//! Shared types used across uiproof modules

use std::path::{Path, PathBuf};
use url::Url;

use crate::core::error::{Result, UiProofError};

/// Where the front-end under test is hosted
#[derive(Debug, Clone, PartialEq, Eq)]
pub enum Origin {
    /// A packaged build loaded straight from disk
    File(PathBuf),
    /// A served build
    Http(Url),
}

impl Origin {
    /// Parse an origin from a CLI or config string.
    ///
    /// `http(s)://` becomes [`Origin::Http`]; `file://` URLs and bare paths
    /// become [`Origin::File`] with an absolute path.
    pub fn parse(raw: &str) -> Result<Self> {
        let raw = raw.trim();
        if raw.is_empty() {
            return Err(UiProofError::config("origin is empty"));
        }

        if raw.starts_with("http://") || raw.starts_with("https://") {
            let url = Url::parse(raw)
                .map_err(|e| UiProofError::config(format!("invalid origin URL '{}': {}", raw, e)))?;
            return Ok(Self::Http(url));
        }

        if raw.starts_with("file://") {
            let url = Url::parse(raw)
                .map_err(|e| UiProofError::config(format!("invalid file URL '{}': {}", raw, e)))?;
            let path = url
                .to_file_path()
                .map_err(|_| UiProofError::config(format!("not a local file URL: {}", raw)))?;
            return Ok(Self::File(path));
        }

        Ok(Self::File(absolute(Path::new(raw))?))
    }

    /// URL of the origin itself
    pub fn entry_url(&self) -> Result<String> {
        match self {
            Self::Http(url) => Ok(url.to_string()),
            Self::File(path) => file_url(path),
        }
    }

    /// Resolve a step location against this origin.
    ///
    /// Empty means the origin itself. Absolute `http`, `https` and `file`
    /// URLs pass through. Anything else is joined onto the origin URL for a
    /// served build, or treated as a path relative to the working directory
    /// for a packaged one.
    pub fn resolve(&self, location: &str) -> Result<String> {
        let location = location.trim();
        if location.is_empty() {
            return self.entry_url();
        }

        if let Ok(url) = Url::parse(location) {
            if matches!(url.scheme(), "http" | "https" | "file") {
                return Ok(url.to_string());
            }
        }

        match self {
            Self::Http(base) => base
                .join(location)
                .map(|u| u.to_string())
                .map_err(|e| UiProofError::config(format!("cannot join '{}': {}", location, e))),
            Self::File(_) => file_url(&absolute(Path::new(location))?),
        }
    }

    /// Whether this origin is served over HTTP
    pub fn is_http(&self) -> bool {
        matches!(self, Self::Http(_))
    }
}

impl std::fmt::Display for Origin {
    fn fmt(&self, f: &mut std::fmt::Formatter<'_>) -> std::fmt::Result {
        match self {
            Origin::File(path) => write!(f, "{}", path.display()),
            Origin::Http(url) => write!(f, "{}", url),
        }
    }
}

fn absolute(path: &Path) -> Result<PathBuf> {
    if path.is_absolute() {
        Ok(path.to_path_buf())
    } else {
        Ok(std::env::current_dir()?.join(path))
    }
}

fn file_url(path: &Path) -> Result<String> {
    Url::from_file_path(path)
        .map(|u| u.to_string())
        .map_err(|_| UiProofError::config(format!("cannot build file URL for {}", path.display())))
}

Exercise brief
Each line of the data that holds "this" should be copied.

Solved problem
    /// Resolve a step location against this origin.
    /// Whether this origin is served over HTTP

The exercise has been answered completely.